Modern machinery, such as low liquor ratio jets, dramatically reduces water and energy consumption. Low liquor ratio jet dyeing machines, including the Thies iMaster H2O, Fong’s TEC Series, Sclavos Venus, Obem StarFlow, and MCS Jiggers, are engineered for efficient dyeing of cotton and polyester fabrics. These machines feature liquor ratios as low as 1:3.5 to 1:4, ensuring minimal water, energy, and chemical usage. They provide uniform dyeing with high reproducibility, thanks to advanced control systems and optimized circulation. These technologies emphasize eco-friendly operations, aligning with contemporary sustainability standards. By reducing resource consumption and improving dyeing precision, these machines represent a significant advancement in the textile industry’s efforts toward environmental responsibility.

Thies Signature machine
Figure 4: Signature ultra low liquor ratio jet by Thies

Thies launched its innovative Signature Series at ITMA 2023 in Milano (Figure 4). This new dyeing technology offers ultra-low liquor ratios starting at 1:2.3, significantly reducing water and dye consumption. The machine enhances dyeing uniformity and shortens batch times, providing a sustainable solution for various fabric types with advanced digital control systems.

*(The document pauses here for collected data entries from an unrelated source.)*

//! One configuration pass over a Cemu installation
//!
//! For every player in the snapshot the pass either writes a named profile
//! plus its slot file, or clears both when the player has nothing to write.
//! Slot files Cemu or the user paired with a real device keep that pairing;
//! only the mappings are replaced.

use std::collections::BTreeMap;
use std::path::{Path, PathBuf};

use meridian_input::PlayerSnapshot;
use tracing::{debug, info, warn};

use crate::adapter::{ConversionContext, convert_players};
use crate::error::Result;
use crate::models::{AxisSettings, CONTROLLER_APIS, CemuProfile, ControllerEntry, GameAssignment};
use crate::repository::{MAX_SLOT, ProfileRepository};
use crate::title_id::resolve_title_id;

/// Inputs of a configuration pass besides the snapshot.
#[derive(Debug, Clone, Copy, Default)]
pub struct ConfigureOptions<'a> {
    /// Conversion tables, resolver and naming
    pub conversion: ConversionContext<'a>,
    /// Game being launched; enables the per-title assignment
    pub game_path: Option<&'a Path>,
}

/// What a configuration pass changed.
#[derive(Debug, Clone, Default, PartialEq, Eq)]
pub struct ConfigureReport {
    /// Player number to the profile name written for it
    pub written: BTreeMap<u8, String>,
    /// Players whose slot and profile were cleared
    pub cleared: Vec<u8>,
    /// Players whose update failed; details are logged
    pub failed: Vec<u8>,
    /// Game profile written, if any
    pub game_profile: Option<PathBuf>,
}

/// Slot for 1-based `player`, if Cemu has one.
pub fn player_slot(player: u8) -> Option<u32> {
    u32::from(player)
        .checked_sub(1)
        .filter(|slot| *slot <= MAX_SLOT)
}

/// Combine a freshly converted profile with the one already in its slot.
///
/// When `existing` has a controller with a real device pairing under a known
/// API, its API, device identity, rumble and axis settings are kept while the
/// mappings, motion flag, emulated type and profile name come from `fresh`.
/// Kept axis groups that are out of range are taken from `fresh` instead.
/// Otherwise `fresh` is returned unchanged.
pub fn merge_with_existing(existing: Option<&CemuProfile>, fresh: CemuProfile) -> CemuProfile {
    let Some(old) = existing
        .and_then(CemuProfile::first_controller)
        .filter(|c| c.has_device_pairing() && CONTROLLER_APIS.contains(&c.api.as_str()))
    else {
        return fresh;
    };
    let Some(new) = fresh.first_controller() else {
        return fresh;
    };

    let prefer_old = |old: &str, new: &str| {
        if old.is_empty() { new } else { old }.to_string()
    };
    let merged = ControllerEntry {
        api: old.api.clone(),
        uuid: old.uuid.clone(),
        display_name: prefer_old(&old.display_name, &new.display_name),
        product_guid: prefer_old(&old.product_guid, &new.product_guid),
        rumble: old.rumble,
        motion: new.motion,
        axis: valid_or(old.axis, new.axis, "axis"),
        rotation: valid_or(old.rotation, new.rotation, "rotation"),
        trigger: valid_or(old.trigger, new.trigger, "trigger"),
        mappings: new.mappings.clone(),
    };

    CemuProfile {
        emulated_type: fresh.emulated_type,
        profile_name: fresh.profile_name,
        controllers: vec![merged],
    }
}

fn valid_or(old: AxisSettings, fresh: AxisSettings, group: &'static str) -> AxisSettings {
    match old.validate(group) {
        Ok(()) => old,
        Err(err) => {
            debug!(%err, "Replacing out-of-range axis settings");
            fresh
        }
    }
}

/// Run a configuration pass for the Cemu executable at `exe_path`.
///
/// Per-player failures are logged and reported without aborting the pass.
/// Players absent from `snapshot` are left untouched.
pub fn configure_input(
    snapshot: &PlayerSnapshot,
    exe_path: &Path,
    options: &ConfigureOptions<'_>,
) -> ConfigureReport {
    let cemu_dir = exe_path
        .parent()
        .filter(|p| !p.as_os_str().is_empty())
        .unwrap_or_else(|| Path::new("."));
    let repo = ProfileRepository::new(cemu_dir);
    let ctx = &options.conversion;
    let mut report = ConfigureReport::default();

    let profiles = convert_players(snapshot, ctx);
    for (player, profile) in profiles {
        let Some(slot) = player_slot(player) else {
            warn!(player, "Player has no Cemu controller slot");
            continue;
        };
        match write_player(&repo, slot, profile) {
            Ok(profile) => {
                debug!(
                    player,
                    slot,
                    profile = %profile.profile_name,
                    api = profile.first_controller().map_or("?", |c| c.api.as_str()),
                    uuid = profile.first_controller().map_or("?", |c| c.uuid.as_str()),
                    "Player configured"
                );
                report.written.insert(player, profile.profile_name);
            }
            Err(err) => {
                warn!(player, slot, error = %err, "Failed to write Cemu profile");
                report.failed.push(player);
            }
        }
    }

    for (player, _) in snapshot.iter() {
        if report.written.contains_key(&player) || report.failed.contains(&player) {
            continue;
        }
        let Some(slot) = player_slot(player) else {
            continue;
        };
        match clear_player(&repo, slot, &ctx.profile_name(player)) {
            Ok(()) => report.cleared.push(player),
            Err(err) => {
                warn!(player, slot, error = %err, "Failed to clear Cemu slot");
                report.failed.push(player);
            }
        }
    }

    if let Some(game_path) = options.game_path
        && !report.written.is_empty()
    {
        report.game_profile = assign_game(&repo, game_path, &report.written);
    }

    info!(
        written = report.written.len(),
        cleared = report.cleared.len(),
        failed = report.failed.len(),
        "Cemu configuration pass complete"
    );
    report
}

fn write_player(repo: &ProfileRepository, slot: u32, fresh: CemuProfile) -> Result<CemuProfile> {
    let existing = match repo.load_slot(slot) {
        Ok(existing) => existing,
        Err(err) => {
            debug!(slot, error = %err, "Existing slot file unusable, overwriting");
            None
        }
    };
    let merged = merge_with_existing(existing.as_ref(), fresh);
    repo.save_profile(&merged, None)?;
    repo.activate_slot(&merged, slot)?;
    Ok(merged)
}

fn clear_player(repo: &ProfileRepository, slot: u32, profile_name: &str) -> Result<()> {
    repo.deactivate_slot(slot)?;
    repo.delete_profile(profile_name)?;
    Ok(())
}

fn assign_game(
    repo: &ProfileRepository,
    game_path: &Path,
    written: &BTreeMap<u8, String>,
) -> Option<PathBuf> {
    let Some(title_id) = resolve_title_id(game_path, repo.cemu_dir()) else {
        debug!(game = ?game_path, "No title id for game, skipping assignment");
        return None;
    };
    let assignment = GameAssignment {
        title_id,
        player_to_profile: written.clone(),
    };
    match repo.apply_game_assignment(&assignment) {
        Ok(path) => Some(path),
        Err(err) => {
            warn!(title_id = %assignment.title_id, error = %err, "Failed to assign game profile");
            None
        }
    }
}
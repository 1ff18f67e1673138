//! Device identity resolution
//!
//! Turning a human-readable device label into a hardware instance identifier
//! needs the platform's enumeration API, which lives outside this workspace.
//! Writers accept any [`DeviceResolver`] and fall back to the identifiers in
//! the [`BindingModel`](crate::BindingModel) when it has no answer.

use tracing::debug;

/// Instance and product identifiers of one physical device.
#[derive(Debug, Clone, PartialEq, Eq)]
pub struct ResolvedDevice {
    /// Per-device instance GUID
    pub instance_guid: String,
    /// Product GUID shared by every unit of the same model
    pub product_guid: String,
}

/// Resolves a device label to its hardware identity.
pub trait DeviceResolver {
    /// Look up `label`, optionally preferring the device at `index_hint` in
    /// enumeration order. `label` may end in a ` [#N]` ordinal suffix.
    fn resolve(&self, label: &str, index_hint: Option<u32>) -> Option<ResolvedDevice>;
}

/// Resolver for platforms without device enumeration. Always returns `None`.
#[derive(Debug, Clone, Copy, Default)]
pub struct NoDeviceResolver;

impl DeviceResolver for NoDeviceResolver {
    fn resolve(&self, _label: &str, _index_hint: Option<u32>) -> Option<ResolvedDevice> {
        None
    }
}

/// One entry of an enumerated device list.
#[derive(Debug, Clone, PartialEq, Eq)]
pub struct EnumeratedDevice {
    /// Product name as reported by the platform
    pub name: String,
    /// Per-device instance GUID
    pub instance_guid: String,
    /// Product GUID
    pub product_guid: String,
}

impl EnumeratedDevice {
    /// Build an entry.
    pub fn new(
        name: impl Into<String>,
        instance_guid: impl Into<String>,
        product_guid: impl Into<String>,
    ) -> Self {
        Self {
            name: name.into(),
            instance_guid: instance_guid.into(),
            product_guid: product_guid.into(),
        }
    }

    fn normalized_name(&self) -> String {
        self.name.trim().to_lowercase()
    }

    fn resolved(&self) -> ResolvedDevice {
        ResolvedDevice {
            instance_guid: self.instance_guid.clone(),
            product_guid: self.product_guid.clone(),
        }
    }
}

/// Resolver over a device list captured by the caller.
///
/// Selection order for a label:
///
/// 1. with a ` [#N]` suffix, the Nth device (1-based) whose name equals the
///    base label
/// 2. the device at the index hint, when its name equals or contains the label
/// 3. the first device whose name equals the label
/// 4. the first device whose name contains the label
///
/// Name comparisons ignore case and surrounding whitespace.
#[derive(Debug, Clone, Default)]
pub struct EnumeratedDevices {
    devices: Vec<EnumeratedDevice>,
}

impl EnumeratedDevices {
    /// Wrap a device list in enumeration order.
    pub fn new(devices: Vec<EnumeratedDevice>) -> Self {
        Self { devices }
    }

    /// Devices in enumeration order.
    pub fn devices(&self) -> &[EnumeratedDevice] {
        &self.devices
    }

    fn select(&self, label: &str, index_hint: Option<u32>) -> Option<&EnumeratedDevice> {
        let (base, ordinal) = split_device_label(label);
        let wanted = base.to_lowercase();

        let position = ordinal
            .and_then(|n| n.checked_sub(1))
            .and_then(|n| usize::try_from(n).ok());
        if let Some(position) = position {
            let nth = self
                .devices
                .iter()
                .filter(|dev| dev.normalized_name() == wanted)
                .nth(position);
            if nth.is_some() {
                return nth;
            }
        }

        let hinted = index_hint
            .and_then(|i| usize::try_from(i).ok())
            .and_then(|i| self.devices.get(i));
        if let Some(candidate) = hinted {
            let name = candidate.normalized_name();
            if name == wanted || name.contains(&wanted) {
                return Some(candidate);
            }
        }

        self.devices
            .iter()
            .find(|dev| dev.normalized_name() == wanted)
            .or_else(|| {
                self.devices
                    .iter()
                    .find(|dev| dev.name.to_lowercase().contains(&wanted))
            })
    }
}

impl DeviceResolver for EnumeratedDevices {
    fn resolve(&self, label: &str, index_hint: Option<u32>) -> Option<ResolvedDevice> {
        let found = self.select(label, index_hint).map(EnumeratedDevice::resolved);
        if found.is_none() {
            debug!(label, ?index_hint, "No enumerated device matches label");
        }
        found
    }
}

/// Split a device picker label into its base name and optional ordinal.
///
/// `"DualSense Wireless Controller [#2]"` becomes
/// `("DualSense Wireless Controller", Some(2))`. Labels without a well-formed
/// suffix are returned trimmed with no ordinal.
pub fn split_device_label(label: &str) -> (&str, Option<u32>) {
    let trimmed = label.trim();
    let Some(body) = trimmed.strip_suffix(']') else {
        return (trimmed, None);
    };
    let Some(open) = body.rfind("[#") else {
        return (trimmed, None);
    };
    let (head, digits) = body.split_at(open);
    let digits = digits.trim_start_matches("[#");
    let separated = head.ends_with(char::is_whitespace);
    if !separated || digits.is_empty() || !digits.bytes().all(|b| b.is_ascii_digit()) {
        return (trimmed, None);
    }
    match digits.parse() {
        Ok(ordinal) => (head.trim(), Some(ordinal)),
        Err(_) => (head.trim(), None),
    }
}
//! Output formatting for CLI responses

use std::collections::BTreeMap;
use std::path::Path;

use anyhow::Error;
use colored::Colorize;
use meridian_cemu::{AxisSettings, CemuProfile, ConfigureReport as CemuReport};
use meridian_eden::{ConfigureReport as EdenReport, ControlSet};
use serde_json::{Value, json};

use crate::error::exit_status;

fn print_json(value: &Value) {
    match serde_json::to_string_pretty(value) {
        Ok(s) => println!("{s}"),
        Err(e) => eprintln!("Failed to format output as JSON: {e}"),
    }
}

/// Print error in JSON format
pub fn print_error_json(error: &Error) {
    let causes: Vec<String> = error.chain().skip(1).map(ToString::to_string).collect();
    print_json(&json!({
        "success": false,
        "error": {
            "message": error.to_string(),
            "causes": causes,
            "exit_code": exit_status(error).code(),
        }
    }));
}

/// Print error in human-readable format
pub fn print_error_human(error: &Error) {
    eprintln!("{} {}", "Error:".red().bold(), error);

    for cause in error.chain().skip(1) {
        eprintln!("  {} {}", "Caused by:".yellow(), cause);
    }
}

/// Print a one-line success message
pub fn print_success(message: &str, json: bool) {
    if json {
        print_json(&json!({ "success": true, "message": message }));
    } else {
        println!("{} {}", "✓".green(), message);
    }
}

pub fn print_profile_list(names: &[String], json: bool) {
    if json {
        print_json(&json!({ "success": true, "profiles": names }));
        return;
    }
    if names.is_empty() {
        println!("{}", "No profiles found".yellow());
        return;
    }
    println!("{}", "Cemu Profiles:".bold());
    for name in names {
        println!("  {} {}", "●".green(), name);
    }
}

fn axis_json(axis: &AxisSettings) -> Value {
    json!({
        "deadzone": axis.deadzone,
        "range": axis.range,
    })
}

fn profile_json(profile: &CemuProfile) -> Value {
    let controllers: Vec<Value> = profile
        .controllers
        .iter()
        .map(|c| {
            let mappings: BTreeMap<String, u64> = c
                .mappings
                .iter()
                .map(|(id, code)| (id.to_string(), code))
                .collect();
            json!({
                "api": c.api,
                "uuid": c.uuid,
                "display_name": c.display_name,
                "product_guid": c.product_guid,
                "rumble": c.rumble,
                "motion": c.motion,
                "axis": axis_json(&c.axis),
                "rotation": axis_json(&c.rotation),
                "trigger": axis_json(&c.trigger),
                "mappings": mappings,
            })
        })
        .collect();
    json!({
        "type": profile.emulated_type.as_str(),
        "profile": profile.profile_name,
        "controllers": controllers,
    })
}

/// Print a profile's settings
pub fn print_profile(profile: &CemuProfile, json: bool) {
    if json {
        print_json(&json!({ "success": true, "profile": profile_json(profile) }));
        return;
    }

    let name = if profile.profile_name.is_empty() {
        "(unnamed)"
    } else {
        profile.profile_name.as_str()
    };
    println!("{} {}", "Profile:".bold(), name.cyan());
    println!("  Type: {}", profile.emulated_type.as_str());
    for (i, c) in profile.controllers.iter().enumerate() {
        println!("  {} {}", format!("Controller {i}:").bold(), c.display_name);
        println!("    API: {}", c.api);
        println!("    UUID: {}", c.uuid);
        if !c.product_guid.is_empty() {
            println!("    Product GUID: {}", c.product_guid);
        }
        println!("    Rumble: {:.2}  Motion: {}", c.rumble, c.motion);
        println!(
            "    Deadzones: axis {:.2}, rotation {:.2}, trigger {:.2}",
            c.axis.deadzone, c.rotation.deadzone, c.trigger.deadzone
        );
        println!("    Mappings: {}", c.mappings.len());
        for (id, code) in c.mappings.iter() {
            println!("      {id:>2} → {code}");
        }
    }
}

/// Print logical bindings recovered from a profile
pub fn print_bindings(name: &str, bindings: &BTreeMap<String, String>, json: bool) {
    if json {
        print_json(&json!({ "success": true, "profile": name, "bindings": bindings }));
        return;
    }
    if bindings.is_empty() {
        println!("{}", format!("No bindings in {name}").yellow());
        return;
    }
    println!("{} {}", "Bindings:".bold(), name.cyan());
    for (logical, physical) in bindings {
        println!("  {logical:<12} {physical}");
    }
}

/// Print the slot's profile, or that it is empty
pub fn print_slot(slot: u32, profile: Option<&CemuProfile>, json: bool) {
    if json {
        print_json(&json!({
            "success": true,
            "slot": slot,
            "profile": profile.map(profile_json),
        }));
        return;
    }
    match profile {
        Some(profile) => {
            println!("{} {}", "Slot".bold(), slot);
            print_profile(profile, false);
        }
        None => println!("{}", format!("Slot {slot} is empty").yellow()),
    }
}

/// Print the outcome of a Cemu configuration pass
pub fn print_cemu_report(report: &CemuReport, json: bool) {
    if json {
        print_json(&json!({
            "success": true,
            "emulator": "cemu",
            "written": report.written,
            "cleared": report.cleared,
            "failed": report.failed,
            "game_profile": report.game_profile,
        }));
        return;
    }

    println!("{}", "Cemu configuration written".bold());
    for (player, name) in &report.written {
        println!("  {} Player {}: {}", "●".green(), player, name);
    }
    for player in &report.cleared {
        println!("  {} Player {}: cleared", "●".dimmed(), player);
    }
    for player in &report.failed {
        println!("  {} Player {}: failed", "●".red(), player);
    }
    if let Some(path) = &report.game_profile {
        println!("  Game profile: {}", path.display());
    }
}

/// Print the outcome of an Eden configuration pass
pub fn print_eden_report(report: &EdenReport, json: bool) {
    if json {
        print_json(&json!({
            "success": true,
            "emulator": "eden",
            "configured": report.configured,
            "disconnected": report.disconnected,
            "config_path": report.config_path,
        }));
        return;
    }

    match &report.config_path {
        Some(path) => println!("{} {}", "Eden configuration written:".bold(), path.display()),
        None => println!("{}", "No Eden controls to write".yellow()),
    }
    for index in &report.configured {
        println!("  {} player_{}", "●".green(), index);
    }
    for index in &report.disconnected {
        println!("  {} player_{} disconnected", "●".dimmed(), index);
    }
}

/// Print `[Controls]` entries
pub fn print_controls(path: &Path, controls: &ControlSet, json: bool) {
    if json {
        let entries: serde_json::Map<String, Value> = controls
            .iter()
            .map(|(k, v)| (k.to_string(), Value::from(v)))
            .collect();
        print_json(&json!({
            "success": true,
            "path": path,
            "controls": entries,
        }));
        return;
    }
    if controls.is_empty() {
        println!("{}", format!("No controls in {}", path.display()).yellow());
        return;
    }
    println!("{} {}", "Controls:".bold(), path.display());
    for (key, value) in controls.iter() {
        println!("  {}={}", key.cyan(), value);
    }
}
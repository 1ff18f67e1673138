//! Minimal element tree built from quick-xml events

use quick_xml::Reader;
use quick_xml::events::Event;

use crate::error::{CemuError, Result};

/// One element with its concatenated text and child elements.
///
/// Attributes, comments and processing instructions are dropped; none of the
/// documents Meridian reads carry data in them.
#[derive(Debug, Clone, Default, PartialEq, Eq)]
pub struct XmlNode {
    /// Tag name
    pub name: String,
    /// Text content directly inside this element
    pub text: String,
    /// Child elements in document order
    pub children: Vec<XmlNode>,
}

impl XmlNode {
    fn named(name: String) -> Self {
        Self {
            name,
            ..Self::default()
        }
    }

    /// First child named `name`.
    pub fn child(&self, name: &str) -> Option<&XmlNode> {
        self.children.iter().find(|c| c.name == name)
    }

    /// Children named `name`.
    pub fn children_named<'a>(&'a self, name: &'a str) -> impl Iterator<Item = &'a XmlNode> + 'a {
        self.children.iter().filter(move |c| c.name == name)
    }

    /// Text of the first child named `name`, whitespace included.
    pub fn child_raw_text(&self, name: &str) -> Option<&str> {
        self.child(name).map(|c| c.text.as_str())
    }

    /// Trimmed text of the first child named `name`.
    pub fn child_text(&self, name: &str) -> Option<&str> {
        self.child(name).map(XmlNode::trimmed_text)
    }

    /// Trimmed text of this element.
    pub fn trimmed_text(&self) -> &str {
        self.text.trim()
    }

    /// Every descendant named `name`, depth first, excluding `self`.
    pub fn descendants<'a>(&'a self, name: &str) -> Vec<&'a XmlNode> {
        let mut found = Vec::new();
        let mut stack: Vec<&XmlNode> = self.children.iter().rev().collect();
        while let Some(node) = stack.pop() {
            if node.name == name {
                found.push(node);
            }
            stack.extend(node.children.iter().rev());
        }
        found
    }
}

/// Parse `xml` into its root element.
///
/// # Errors
///
/// Returns [`CemuError::MalformedXml`] for syntax errors, unbalanced tags,
/// a missing root or content after the root element.
pub fn parse_document(xml: &str) -> Result<XmlNode> {
    let mut reader = Reader::from_str(xml);

    let mut buf = Vec::new();
    let mut stack: Vec<XmlNode> = Vec::new();
    let mut root: Option<XmlNode> = None;

    loop {
        let event = reader
            .read_event_into(&mut buf)
            .map_err(|e| malformed(&reader, e))?;
        match event {
            Event::Start(start) => {
                if root.is_some() {
                    return Err(CemuError::MalformedXml(
                        "content after the root element".to_string(),
                    ));
                }
                let name = String::from_utf8_lossy(start.name().as_ref()).into_owned();
                stack.push(XmlNode::named(name));
            }
            Event::Empty(empty) => {
                let name = String::from_utf8_lossy(empty.name().as_ref()).into_owned();
                attach(&mut stack, &mut root, XmlNode::named(name))?;
            }
            Event::End(_) => {
                let Some(node) = stack.pop() else {
                    return Err(CemuError::MalformedXml("unbalanced end tag".to_string()));
                };
                attach(&mut stack, &mut root, node)?;
            }
            Event::Text(text) => {
                if let Some(current) = stack.last_mut() {
                    let text = text.unescape().map_err(|e| malformed(&reader, e))?;
                    current.text.push_str(&text);
                }
            }
            Event::CData(data) => {
                if let Some(current) = stack.last_mut() {
                    current.text.push_str(&String::from_utf8_lossy(&data));
                }
            }
            Event::Eof => break,
            _ => {}
        }
        buf.clear();
    }

    if !stack.is_empty() {
        return Err(CemuError::MalformedXml(
            "unexpected end of document".to_string(),
        ));
    }
    root.ok_or_else(|| CemuError::MalformedXml("document has no root element".to_string()))
}

fn attach(stack: &mut Vec<XmlNode>, root: &mut Option<XmlNode>, node: XmlNode) -> Result<()> {
    match stack.last_mut() {
        Some(parent) => parent.children.push(node),
        None if root.is_none() => *root = Some(node),
        None => {
            return Err(CemuError::MalformedXml(
                "content after the root element".to_string(),
            ));
        }
    }
    Ok(())
}

fn malformed(reader: &Reader<&[u8]>, err: impl std::fmt::Display) -> CemuError {
    CemuError::MalformedXml(format!(
        "{err} at byte {}",
        reader.buffer_position()
    ))
}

Another example for machinery innovation is Alchemie´s waterless Endeavour system. Jsrtex, a textile manufacturing company based in Taiwan has completed its first sustainable dye run, which uses 95% less water and 85% less energy, according to Alchemie [7].

In continuous and semi-continuous dyeing interesting innovations of recent years are spray dyeing and foam dyeing. WEKO, who acquired Rotaspray in 2021, combined the dye padding with a non-contact forced rotor spray application of the chemicals in the Pad-spray-steam process [8]. No intermediate drying is required, therefore saving energy and reducing CO2 emissions. An example for foam dyeing is the “Dry Indigo Denim” collection launched by  

the denim brand Wrangler, which features foam-dyed denim fabrics produced by the Spanish mill Tejidos Royo. The dyeing process utilizes machines from the Gaston Systems based on a patented technique.

Strategies for Enhancing Energy Efficiency and Reducing CO2 Emissions

Adopting advanced dyeing techniques is essential for reducing energy use and CO2 emissions. Cold pad batch dyeing is more efficient compared to traditional exhaust dyeing, offering significant energy savings. In exhaust dyeing, the implementation of ultra lower liquor ratios cuts down water and energy consumption, making the dyeing process more sustainable.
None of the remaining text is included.